* **Stored data**:
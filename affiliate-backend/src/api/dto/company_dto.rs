// affiliate-backend/src/api/dto/company_dto.rs

use chrono::{DateTime, Utc};
use serde::{Deserialize, Serialize};
use validator::Validate;

use crate::domain::company_model;

/// 会社作成リクエスト
///
/// 同じトランザクションで作成する companyロールの
/// ログインユーザーの資格情報も受け取る
#[derive(Debug, Clone, Deserialize, Validate)]
pub struct CompanyCreate {
    #[validate(length(min = 1, max = 255, message = "Name must not be empty"))]
    pub name: String,
    pub adres: Option<String>,
    pub telefon: Option<String>,
    pub gsm: Option<String>,
    pub faks: Option<String>,
    pub vergi_dairesi: Option<String>,
    pub vergi_numarasi: Option<String>,
    pub email: Option<String>,
    #[serde(default = "default_true")]
    pub aktiflik_durumu: bool,
    pub yetkili_adi: Option<String>,
    pub yetkili_soyadi: Option<String>,
    pub yetkili_gsm: Option<String>,
    pub username: Option<String>,
    pub password: Option<String>,
}

fn default_true() -> bool {
    true
}

/// 会社更新リクエスト
///
/// 可変フィールドを明示的に列挙したオプショナル構造。
/// 未指定のフィールドは変更しない
#[derive(Debug, Clone, Default, Deserialize)]
pub struct CompanyUpdate {
    pub name: Option<String>,
    pub adres: Option<String>,
    pub telefon: Option<String>,
    pub gsm: Option<String>,
    pub faks: Option<String>,
    pub vergi_dairesi: Option<String>,
    pub vergi_numarasi: Option<String>,
    pub email: Option<String>,
    pub aktiflik_durumu: Option<bool>,
    pub yetkili_adi: Option<String>,
    pub yetkili_soyadi: Option<String>,
    pub yetkili_gsm: Option<String>,
}

#[derive(Debug, Serialize, Deserialize)]
pub struct CompanyOut {
    pub id: i32,
    pub name: String,
    pub created_at: DateTime<Utc>,
    pub adres: Option<String>,
    pub telefon: Option<String>,
    pub gsm: Option<String>,
    pub faks: Option<String>,
    pub vergi_dairesi: Option<String>,
    pub vergi_numarasi: Option<String>,
    pub email: Option<String>,
    pub aktiflik_durumu: bool,
    pub yetkili_adi: Option<String>,
    pub yetkili_soyadi: Option<String>,
    pub yetkili_gsm: Option<String>,
}

impl From<company_model::Model> for CompanyOut {
    fn from(company: company_model::Model) -> Self {
        Self {
            id: company.id,
            name: company.name,
            created_at: company.created_at,
            adres: company.adres,
            telefon: company.telefon,
            gsm: company.gsm,
            faks: company.faks,
            vergi_dairesi: company.vergi_dairesi,
            vergi_numarasi: company.vergi_numarasi,
            email: company.email,
            aktiflik_durumu: company.aktiflik_durumu,
            yetkili_adi: company.yetkili_adi,
            yetkili_soyadi: company.yetkili_soyadi,
            yetkili_gsm: company.yetkili_gsm,
        }
    }
}

/// 会社一覧クエリパラメータ
#[derive(Debug, Clone, Default, Deserialize)]
pub struct CompanyListQuery {
    pub name: Option<String>,
    pub email: Option<String>,
    pub telefon: Option<String>,
}

/// 会社ユーザー追加のクエリパラメータ
#[derive(Debug, Clone, Deserialize)]
pub struct AddCompanyUserQuery {
    pub company_id: i32,
}

#[derive(Debug, Clone, Deserialize, Validate)]
pub struct UserCreate {
    #[validate(length(min = 3, max = 255, message = "Username must be 3-255 characters"))]
    pub username: String,
    #[validate(length(min = 8, message = "Password must be at least 8 characters"))]
    pub password: String,
}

* **Work instructions**: In the entries above, find each line with the word "message" and show it.

* **Written answer**:
    #[validate(length(min = 1, max = 255, message = "Name must not be empty"))]
    #[validate(length(min = 3, max = 255, message = "Username must be 3-255 characters"))]
    #[validate(length(min = 8, message = "Password must be at least 8 characters"))]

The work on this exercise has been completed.